Ma le sorprese non erano finite. Volevamo capire se MSH2 fosse coinvolta almeno nell’instaurare de novo la metilazione, magari dopo averla rimossa artificialmente. Abbiamo provato a riattivare il gene FMR1 nelle cellule FXS usando uno strumento molecolare chiamato dCas9-TET1, che può essere guidato specificamente sulle ripetizioni CGG per rimuovere la metilazione. L’idea era: togliamo la metilazione, il gene si riaccende; poi vediamo se, senza MSH2, fa più fatica a rimetilarsi e a spegnersi di nuovo.

Il gene si è effettivamente riattivato, producendo mRNA e anche la proteina FMRP! Ma è successo qualcos’altro di totalmente inaspettato e su larga scala: le lunghe ripetizioni CGG (400) hanno subito massicce contrazioni, accorciandosi notevolmente in gran parte della popolazione cellulare. E la cosa più incredibile è che queste contrazioni avvenivano sia nelle cellule con MSH2 sia in quelle senza MSH2!

Grafico che mostra i risultati del sequenziamento del bisolfito per la metilazione del DNA nel promotore FMR1. Ogni riga rappresenta una molecola di DNA, con cerchi neri per CpG metilati e bianchi per non metilati. Confronto tra cellule MSH2 WT e KO nel tempo, visualizzazione dati scientifici.

Quindi, non solo MSH2 non è necessaria per mantenere la metilazione in FXS, ma non è nemmeno indispensabile per tutte le contrazioni delle ripetizioni che avvengono quando il gene viene forzatamente riattivato. Sembra che la trascrizione stessa attraverso queste sequenze ripetute “difficili” possa innescare meccanismi di riparazione o instabilità che portano a contrazioni, e alcuni di questi meccanismi funzionano benissimo anche senza MSH2. Abbiamo osservato contrazioni MSH2-indipendenti anche nelle cellule FRDA.

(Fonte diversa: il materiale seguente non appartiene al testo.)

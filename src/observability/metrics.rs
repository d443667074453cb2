use std::collections::HashMap;
use std::sync::Mutex;

use serde_json::{json, Value};

/// Simple counter registry for the runtime.
pub struct Metrics {
    inner: Mutex<MetricsInner>,
}

#[derive(Default)]
struct MetricsInner {
    tool_calls_total: HashMap<String, u64>,
    tool_errors_total: HashMap<String, u64>,
    llm_requests_total: HashMap<String, u64>,
    task_completed: u64,
    task_failed: u64,
}

impl Metrics {
    pub fn new() -> Self {
        Self {
            inner: Mutex::new(MetricsInner::default()),
        }
    }

    pub fn inc_tool_call(&self, tool: &str) {
        let mut m = self.inner.lock().expect("metrics lock poisoned");
        *m.tool_calls_total.entry(tool.to_string()).or_default() += 1;
    }

    pub fn inc_tool_error(&self, tool: &str) {
        let mut m = self.inner.lock().expect("metrics lock poisoned");
        *m.tool_errors_total.entry(tool.to_string()).or_default() += 1;
    }

    pub fn inc_llm_request(&self, provider: &str) {
        let mut m = self.inner.lock().expect("metrics lock poisoned");
        *m.llm_requests_total.entry(provider.to_string()).or_default() += 1;
    }

    pub fn inc_task_completed(&self) {
        self.inner.lock().expect("metrics lock poisoned").task_completed += 1;
    }

    pub fn inc_task_failed(&self) {
        self.inner.lock().expect("metrics lock poisoned").task_failed += 1;
    }

    /// JSON snapshot for `GET /metrics`.
    pub fn snapshot(&self) -> Value {
        let m = self.inner.lock().expect("metrics lock poisoned");
        json!({
            "tool_calls_total": m.tool_calls_total,
            "tool_errors_total": m.tool_errors_total,
            "llm_requests_total": m.llm_requests_total,
            "task_completed": m.task_completed,
            "task_failed": m.task_failed,
        })
    }

    /// Prometheus text exposition for `GET /metrics?format=prometheus`.
    pub fn prometheus_format(&self) -> String {
        let m = self.inner.lock().expect("metrics lock poisoned");
        let mut out = String::new();

        out.push_str("# HELP sypher_task_completed Total completed tasks\n");
        out.push_str("# TYPE sypher_task_completed counter\n");
        out.push_str(&format!("sypher_task_completed {}\n", m.task_completed));
        out.push_str("# HELP sypher_task_failed Total failed tasks\n");
        out.push_str("# TYPE sypher_task_failed counter\n");
        out.push_str(&format!("sypher_task_failed {}\n", m.task_failed));

        out.push_str("# HELP sypher_tool_calls_total Total tool calls by tool\n");
        out.push_str("# TYPE sypher_tool_calls_total counter\n");
        let mut tools: Vec<&String> = m.tool_calls_total.keys().collect();
        tools.sort();
        for tool in tools {
            out.push_str(&format!(
                "sypher_tool_calls_total{{tool=\"{}\"}} {}\n",
                tool, m.tool_calls_total[tool]
            ));
        }

        out.push_str("# HELP sypher_tool_errors_total Total tool errors by tool\n");
        out.push_str("# TYPE sypher_tool_errors_total counter\n");
        let mut tools: Vec<&String> = m.tool_errors_total.keys().collect();
        tools.sort();
        for tool in tools {
            out.push_str(&format!(
                "sypher_tool_errors_total{{tool=\"{}\"}} {}\n",
                tool, m.tool_errors_total[tool]
            ));
        }

        out.push_str("# HELP sypher_llm_requests_total Total LLM requests by provider\n");
        out.push_str("# TYPE sypher_llm_requests_total counter\n");
        let mut providers: Vec<&String> = m.llm_requests_total.keys().collect();
        providers.sort();
        for provider in providers {
            out.push_str(&format!(
                "sypher_llm_requests_total{{provider=\"{}\"}} {}\n",
                provider, m.llm_requests_total[provider]
            ));
        }

        out
    }
}

impl Default for Metrics {
    fn default() -> Self {
        Self::new()
    }
}
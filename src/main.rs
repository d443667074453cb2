mod agent;
mod audit;
mod bus;
mod cli_session;
mod config;
mod core;
mod gateway;
mod idempotency;
mod intent;
mod observability;
mod platform;
mod policy;
mod process;
mod providers;
mod replay;
mod routing;
mod task;
mod tools;

#[cfg(test)]
mod integration_tests;

use tracing_subscriber::EnvFilter;

fn main() -> anyhow::Result<()> {
    // Load environment file.
    // - Default: .env discovered from current working directory and parents.
    // - Override: SYPHERD_ENV_FILE=/absolute/path/to/envfile
    if let Ok(path) = std::env::var("SYPHERD_ENV_FILE") {
        if !path.trim().is_empty() {
            if let Err(e) = dotenvy::from_path(&path) {
                eprintln!("Warning: failed to load SYPHERD_ENV_FILE '{}': {}", path, e);
            }
        } else {
            let _ = dotenvy::dotenv();
        }
    } else {
        let _ = dotenvy::dotenv();
    }

    tracing_subscriber::fmt()
        .with_env_filter(EnvFilter::try_from_default_env().unwrap_or_else(|_| EnvFilter::new("info")))
        .init();

    let mut safe_mode = false;
    let args: Vec<String> = std::env::args().skip(1).collect();
    for arg in &args {
        match arg.as_str() {
            "--version" | "-V" => {
                println!("sypherd {}", env!("CARGO_PKG_VERSION"));
                return Ok(());
            }
            "--help" | "-h" => {
                println!("sypherd {}", env!("CARGO_PKG_VERSION"));
                println!("{}\n", env!("CARGO_PKG_DESCRIPTION"));
                println!("Usage: sypherd [OPTIONS]\n");
                println!("Options:");
                println!("  --safe           Safe mode: disable exec, remote API calls, task killing");
                println!("  -h, --help       Print help");
                println!("  -V, --version    Print version");
                println!("\nConfig: ~/.sypherd/config.json (JSON; missing file uses defaults)");
                println!("Gateway: POST /inbound, POST /cancel, GET /health, GET /metrics");
                return Ok(());
            }
            "--safe" | "-safe" => {
                safe_mode = true;
            }
            other => {
                eprintln!("Unknown option: {}", other);
                std::process::exit(1);
            }
        }
    }

    // Configuration parse errors on startup are fatal.
    let config_path = config::config_path();
    let config = config::AppConfig::load(&config_path)?;

    tokio::runtime::Builder::new_multi_thread()
        .enable_all()
        .build()?
        .block_on(crate::core::run(config, safe_mode))
}
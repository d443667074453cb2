//! Regex-rule intent prefilter that decides whether a message needs the
//! LLM at all, plus parsing of messaging-channel admin commands.

mod commands;

pub use commands::{parse_channel_command, tier_level, CommandTier, ParsedCommand};

use regex::Regex;

/// Classified intent of an inbound message.
#[derive(Debug, Clone, Copy, PartialEq, Eq)]
pub enum Intent {
    Command,
    Question,
    ConfigChange,
    AutomationRequest,
    EmergencyAlert,
    Chat,
}

/// Output of the intent parser.
#[derive(Debug, Clone)]
pub struct IntentResult {
    pub intent: Intent,
}

impl IntentResult {
    /// False for intents served without the agent loop.
    pub fn needs_llm(&self) -> bool {
        !matches!(
            self.intent,
            Intent::Command | Intent::ConfigChange | Intent::EmergencyAlert
        )
    }
}

struct Rule {
    pattern: Regex,
    intent: Intent,
}

/// Ordered regex rules applied to the lowercased message; first match wins.
pub struct IntentParser {
    rules: Vec<Rule>,
}

impl IntentParser {
    pub fn new() -> Self {
        let mut parser = Self { rules: Vec::new() };
        parser.add_default_rules();
        parser
    }

    fn add_default_rules(&mut self) {
        // Config commands
        self.add_rule(r"^/config\s+", Intent::ConfigChange);
        self.add_rule(r"^config\s+(get|set)\s+", Intent::ConfigChange);

        // Direct command execution (e.g. "run ls -la")
        self.add_rule(r"^/run\s+", Intent::Command);
        self.add_rule(r"^run\s+", Intent::Command);
        self.add_rule(r"^!", Intent::Command); // shell escape

        // Cron/schedule
        self.add_rule(r"^/cron\s+", Intent::AutomationRequest);
        self.add_rule(r"^schedule\s+", Intent::AutomationRequest);

        // Emergency/alert
        self.add_rule(r"^/alert\s+", Intent::EmergencyAlert);
        self.add_rule(r"^urgent:", Intent::EmergencyAlert);
    }

    /// Register a rule. Invalid patterns are skipped.
    pub fn add_rule(&mut self, pattern: &str, intent: Intent) {
        if let Ok(re) = Regex::new(pattern) {
            self.rules.push(Rule {
                pattern: re,
                intent,
            });
        }
    }

    /// Classify a message; unmatched content is `Chat`.
    pub fn parse(&self, content: &str) -> IntentResult {
        let content = content.trim();
        if content.is_empty() {
            return IntentResult {
                intent: Intent::Chat,
            };
        }
        let lower = content.to_lowercase();
        for rule in &self.rules {
            if rule.pattern.is_match(&lower) {
                return IntentResult { intent: rule.intent };
            }
        }
        IntentResult {
            intent: Intent::Chat,
        }
    }
}

impl Default for IntentParser {
    fn default() -> Self {
        Self::new()
    }
}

Cosa Significa Tutto Questo?

Beh, prima di tutto, ci dice che la biologia delle malattie da espansione di ripetizioni è ancora più complessa e sfaccettata di quanto pensassimo. Non possiamo dare per scontato che un meccanismo identificato in una malattia valga automaticamente per le altre, anche se condividono caratteristiche simili come l’espansione di ripetizioni e il silenziamento epigenetico. MSH2 ha ruoli diversi a seconda del contesto specifico del gene e della sequenza ripetuta.

Secondo, la scoperta delle contrazioni MSH2-indipendenti è intrigante. Potrebbe spiegare in parte il “mosaicismo” della dimensione delle ripetizioni che si osserva spesso nei pazienti, dove cellule diverse nello stesso individuo hanno un numero variabile di ripetizioni. Questa variabilità può influenzare la gravità e la manifestazione della malattia.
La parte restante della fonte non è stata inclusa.